P. Poloucek¹, V. Holý¹, F. Lopour² A. Fejfar³

¹Laboratory of Thin Films and Nanostructures, Faculty of Science, Masaryk University, Kotlárská 2, 611 37 Brno, Czech Republic,
²Institute of Physical Engineering, Technical University, Technická 2, 616 69, Czech Republic,
³Institute of Physics, Czech Academy of Science, Cukrovarnická 10, 162 00 Praha, Czech Republic.

Keywords: copper phthalocyanine, x-ray reflection, atomic force microscopy

Thin layers of phthalocyanine with various metal atoms are very promising because of their prospective applications in optoelectronics. In this study we report on the structure of copper phthalocyanine (CuPc) layers with nonstoichiometric concentration of Cu atoms. The layers several hundreds nm thick have been prepared by vapor deposition on Si substrates using separate phthalocyanine and Cu evaporation cells. The structure of the layers has been investigated by means of x-ray diffraction , x-ray reflection under grazing angles and atomic force microscopy (AFM).

From the diffraction studies it follows that the layers with stoichiometric Cu concentration are polycrystalline without any significant texture. Excess Cu atoms destroy the crystalline struc-ture and the layers become amorphous.
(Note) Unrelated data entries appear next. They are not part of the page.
//! Encounter mutations.
//!
//! Every operation applies completely or not at all: invalid targets (a
//! missing location, an empty source, a swap with nothing on one side) leave
//! the playthrough untouched and return an empty `EncounterUpdate`.
//!
//! Identity is always decided by `CreatureUid`. Two slots holding the same
//! species are two different creatures.

use chrono::{DateTime, Utc};

use super::Playthrough;
use crate::entities::{Creature, EncounterSlot, SlotPart};
use crate::events::{EncounterUpdate, SlotChange};
use crate::ids::LocationId;
use crate::value_objects::{Composition, VariantKey};

/// State of one location captured before a mutation touches it.
struct Before {
    location: LocationId,
    composition: Composition,
    variant: Option<VariantKey>,
}

impl Playthrough {
    // =========================================================================
    // Operations
    // =========================================================================

    /// Write (or clear, with `None`) one half of a location.
    ///
    /// Creates the slot on demand with `force_fusion` deciding its mode;
    /// writing a body promotes the slot to a fusion. The written creature is
    /// stamped with this location as its origin if it has none, and takes the
    /// other half's status if its own is unset. If the same individual sits
    /// anywhere else it is moved here rather than duplicated.
    pub fn set_slot(
        &mut self,
        location: LocationId,
        creature: Option<Creature>,
        part: SlotPart,
        force_fusion: bool,
        now: DateTime<Utc>,
    ) -> EncounterUpdate {
        let before = self.before(&location);
        let mut detached = Vec::new();

        match creature {
            None => {
                let Some(slot) = self.encounters.get_mut(&location) else {
                    return EncounterUpdate::none();
                };
                if slot.take(part, now).is_none() {
                    return EncounterUpdate::none();
                }
            }
            Some(mut creature) => {
                creature.stamp_origin(&location);
                detached = self.detach_elsewhere(&creature, &location, now);

                let slot = self
                    .encounters
                    .entry(location.clone())
                    .or_insert_with(|| EncounterSlot::empty(force_fusion, now));
                if force_fusion && !slot.is_fusion() {
                    slot.set_fusion(true, now);
                }
                if slot
                    .part(part.other())
                    .is_some_and(|other| other.is_same_individual(&creature))
                {
                    slot.take(part.other(), now);
                }
                slot.put(part, Some(creature), now);
                slot.fill_status_gap(part);
            }
        }

        let mut changes = vec![self.settle(before, now)];
        changes.extend(detached);
        EncounterUpdate::from_changes(changes)
    }

    /// Clear a whole location (`part` = `None`) or one half of it.
    ///
    /// Clearing a half keeps the fusion flag, so a fusion survives losing one
    /// or even both halves as an empty placeholder.
    pub fn clear_slot(
        &mut self,
        location: &LocationId,
        part: Option<SlotPart>,
        now: DateTime<Utc>,
    ) -> EncounterUpdate {
        let before = self.before(location);

        match part {
            None => {
                if self.encounters.remove(location).is_none() {
                    return EncounterUpdate::none();
                }
            }
            Some(part) => {
                let Some(slot) = self.encounters.get_mut(location) else {
                    return EncounterUpdate::none();
                };
                if slot.take(part, now).is_none() {
                    return EncounterUpdate::none();
                }
            }
        }

        EncounterUpdate::from_changes(vec![self.settle(before, now)])
    }

    /// Relocate one individual to `(to, part)`.
    ///
    /// The individual is found in `from` by uid, whichever half it is in. If
    /// the destination half already holds someone else the move becomes a
    /// swap, so nobody is overwritten. Both locations are updated within this
    /// call; there is no state in which the creature is in both or neither.
    pub fn move_slot(
        &mut self,
        from: &LocationId,
        to: &LocationId,
        creature: &Creature,
        part: SlotPart,
        now: DateTime<Utc>,
    ) -> EncounterUpdate {
        let Some(source_part) = self
            .encounters
            .get(from)
            .and_then(|slot| slot.locate(creature))
        else {
            return EncounterUpdate::none();
        };
        if from == to && source_part == part {
            return EncounterUpdate::none();
        }

        let occupied = self
            .occupant(to, part)
            .is_some_and(|occupant| !occupant.is_same_individual(creature));
        if occupied {
            return self.swap_slots(from, to, source_part, part, now);
        }

        let before_from = self.before(from);
        let before_to = (from != to).then(|| self.before(to));

        let Some(mut moved) = self
            .encounters
            .get_mut(from)
            .and_then(|slot| slot.take(source_part, now))
        else {
            return EncounterUpdate::none();
        };
        moved.stamp_origin(to);

        let slot = self
            .encounters
            .entry(to.clone())
            .or_insert_with(|| EncounterSlot::empty(false, now));
        slot.put(part, Some(moved), now);
        slot.fill_status_gap(part);

        let mut changes = vec![self.settle(before_from, now)];
        if let Some(before_to) = before_to {
            changes.push(self.settle(before_to, now));
        }
        EncounterUpdate::from_changes(changes)
    }

    /// Exchange the creatures at `(a, part_a)` and `(b, part_b)`.
    ///
    /// Works across any mix of fusion and single slots: writing into the body
    /// of a single slot turns it into a fusion. Nicknames, statuses and uids
    /// travel with their creature unchanged. Swapping with an empty half or a
    /// missing location is a no-op.
    pub fn swap_slots(
        &mut self,
        a: &LocationId,
        b: &LocationId,
        part_a: SlotPart,
        part_b: SlotPart,
        now: DateTime<Utc>,
    ) -> EncounterUpdate {
        if a == b && part_a == part_b {
            return EncounterUpdate::none();
        }
        let (Some(first), Some(second)) = (self.occupant(a, part_a), self.occupant(b, part_b))
        else {
            return EncounterUpdate::none();
        };
        if first.is_same_individual(second) {
            return EncounterUpdate::none();
        }
        if a == b {
            return self.flip_fusion(a, now);
        }

        let before_a = self.before(a);
        let before_b = self.before(b);

        let first = self
            .encounters
            .get_mut(a)
            .and_then(|slot| slot.take(part_a, now));
        let second = self
            .encounters
            .get_mut(b)
            .and_then(|slot| slot.take(part_b, now));
        if let Some(slot) = self.encounters.get_mut(a) {
            slot.put(part_a, second, now);
        }
        if let Some(slot) = self.encounters.get_mut(b) {
            slot.put(part_b, first, now);
        }

        EncounterUpdate::from_changes(vec![self.settle(before_a, now), self.settle(before_b, now)])
    }

    /// Turn a location's fusion mode on or off.
    ///
    /// On: the current creature stays as head. On a missing location this
    /// creates an empty fusion placeholder. Off: the head survives, or the
    /// body if there is no head, and becomes the single creature.
    pub fn toggle_fusion(&mut self, location: &LocationId, now: DateTime<Utc>) -> EncounterUpdate {
        let before = self.before(location);

        if let Some(slot) = self.encounters.get_mut(location) {
            let fusion = !slot.is_fusion();
            slot.set_fusion(fusion, now);
        } else {
            self.encounters
                .insert(location.clone(), EncounterSlot::empty(true, now));
        }

        EncounterUpdate::from_changes(vec![self.settle(before, now)])
    }

    /// Swap head and body of a fusion in one step. Reported as a single
    /// composition change.
    pub fn flip_fusion(&mut self, location: &LocationId, now: DateTime<Utc>) -> EncounterUpdate {
        let flippable = self
            .encounters
            .get(location)
            .is_some_and(|slot| slot.is_fusion() && !slot.is_empty());
        if !flippable {
            return EncounterUpdate::none();
        }

        let before = self.before(location);
        if let Some(slot) = self.encounters.get_mut(location) {
            slot.flip(now);
        }

        EncounterUpdate::from_changes(vec![self.settle(before, now)])
    }

    /// Replace a location with a full fusion of `head` and `body`.
    ///
    /// Nicknames and statuses on both inputs are kept; an unset status is
    /// filled from the other half.
    pub fn create_fusion(
        &mut self,
        location: LocationId,
        mut head: Creature,
        mut body: Creature,
        now: DateTime<Utc>,
    ) -> EncounterUpdate {
        if head.is_same_individual(&body) {
            return EncounterUpdate::none();
        }
        let before = self.before(&location);

        head.stamp_origin(&location);
        body.stamp_origin(&location);
        let mut detached = self.detach_elsewhere(&head, &location, now);
        detached.extend(self.detach_elsewhere(&body, &location, now));

        let mut slot = EncounterSlot::fusion(head, body, now);
        slot.fill_status_gap(SlotPart::Body);
        slot.fill_status_gap(SlotPart::Head);
        slot.set_preferred_variant(before.variant.clone());
        self.encounters.insert(location, slot);

        let mut changes = vec![self.settle(before, now)];
        changes.extend(detached);
        EncounterUpdate::from_changes(changes)
    }

    /// Edit the creature in one half in place (nickname, status). The
    /// composition cannot change this way.
    pub fn update_creature(
        &mut self,
        location: &LocationId,
        part: SlotPart,
        now: DateTime<Utc>,
        edit: impl FnOnce(&mut Creature),
    ) -> EncounterUpdate {
        let before = self.before(location);
        let Some(slot) = self.encounters.get_mut(location) else {
            return EncounterUpdate::none();
        };
        let Some(creature) = slot.part_mut(part) else {
            return EncounterUpdate::none();
        };

        let original = creature.clone();
        edit(creature);
        if *creature == original {
            return EncounterUpdate::none();
        }
        slot.touch(now);

        EncounterUpdate::from_changes(vec![self.settle(before, now)])
    }

    /// Store a resolved artwork variant, but only while the slot still shows
    /// the composition it was resolved for. Returns whether anything changed.
    pub fn apply_variant(
        &mut self,
        location: &LocationId,
        composition: Composition,
        key: Option<VariantKey>,
    ) -> bool {
        match self.encounters.get_mut(location) {
            Some(slot) if slot.composition() == composition => {
                if slot.preferred_variant() == key.as_ref() {
                    return false;
                }
                slot.set_preferred_variant(key);
                true
            }
            _ => false,
        }
    }

    // =========================================================================
    // Internals
    // =========================================================================

    fn occupant(&self, location: &LocationId, part: SlotPart) -> Option<&Creature> {
        self.encounters.get(location).and_then(|slot| slot.part(part))
    }

    fn before(&self, location: &LocationId) -> Before {
        let slot = self.encounters.get(location);
        Before {
            location: location.clone(),
            composition: slot.map_or(Composition::EMPTY, EncounterSlot::composition),
            variant: slot.and_then(|s| s.preferred_variant().cloned()),
        }
    }

    /// Remove `creature` from every location other than `keep`.
    fn detach_elsewhere(
        &mut self,
        creature: &Creature,
        keep: &LocationId,
        now: DateTime<Utc>,
    ) -> Vec<SlotChange> {
        let holders: Vec<(LocationId, SlotPart)> = self
            .encounters
            .iter()
            .filter(|(location, _)| *location != keep)
            .filter_map(|(location, slot)| slot.locate(creature).map(|part| (location.clone(), part)))
            .collect();

        holders
            .into_iter()
            .map(|(location, part)| {
                let before = self.before(&location);
                if let Some(slot) = self.encounters.get_mut(&location) {
                    slot.take(part, now);
                }
                self.settle(before, now)
            })
            .collect()
    }

    /// Enforce the slot invariants after a mutation and describe the result:
    /// empty single slots are dropped, and the variant key is cleared when
    /// the composition changed.
    fn settle(&mut self, before: Before, now: DateTime<Utc>) -> SlotChange {
        let removable = self
            .encounters
            .get(&before.location)
            .is_some_and(EncounterSlot::is_removable);
        if removable {
            self.encounters.remove(&before.location);
        }

        let after = self
            .encounters
            .get(&before.location)
            .map_or(Composition::EMPTY, EncounterSlot::composition);
        if after != before.composition {
            if let Some(slot) = self.encounters.get_mut(&before.location) {
                slot.set_preferred_variant(None);
            }
        }
        self.updated_at = now;

        SlotChange {
            location: before.location,
            before: before.composition,
            after,
            previous_variant: before.variant,
        }
    }
}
Under grazing angles of incidence, we have measured both the specularly and the diffusely reflected x-ray intensity. From the distribution of the diffusely scattered intensity in reciprocal space we have concluded that the most of the scattered intensity stems from volume inhomogeneities in the layer, most likely clusters of Cu atoms. We have simulated the distribution of the scattered intensity in reciprocal space using the DWBA approach and we have determined the size, the concentration as well as the electron density of these clusters.

In order to distinguish x-ray scattering by the volume inhomogeneities from that caused by surface roughness we have studied in detail the surface morphology by means of AFM. It has been found that the root-mean-square roughness of the surface decreases slightly with increasing Cu concentration; thus, the surface profile reflects mainly the crystallographic structure of the layers and it is nearly not influenced by the Cu clusters. The Fourier analysis of the surface profile yielded the correlation length of the interface, this compares well to the mean size of the crystallites.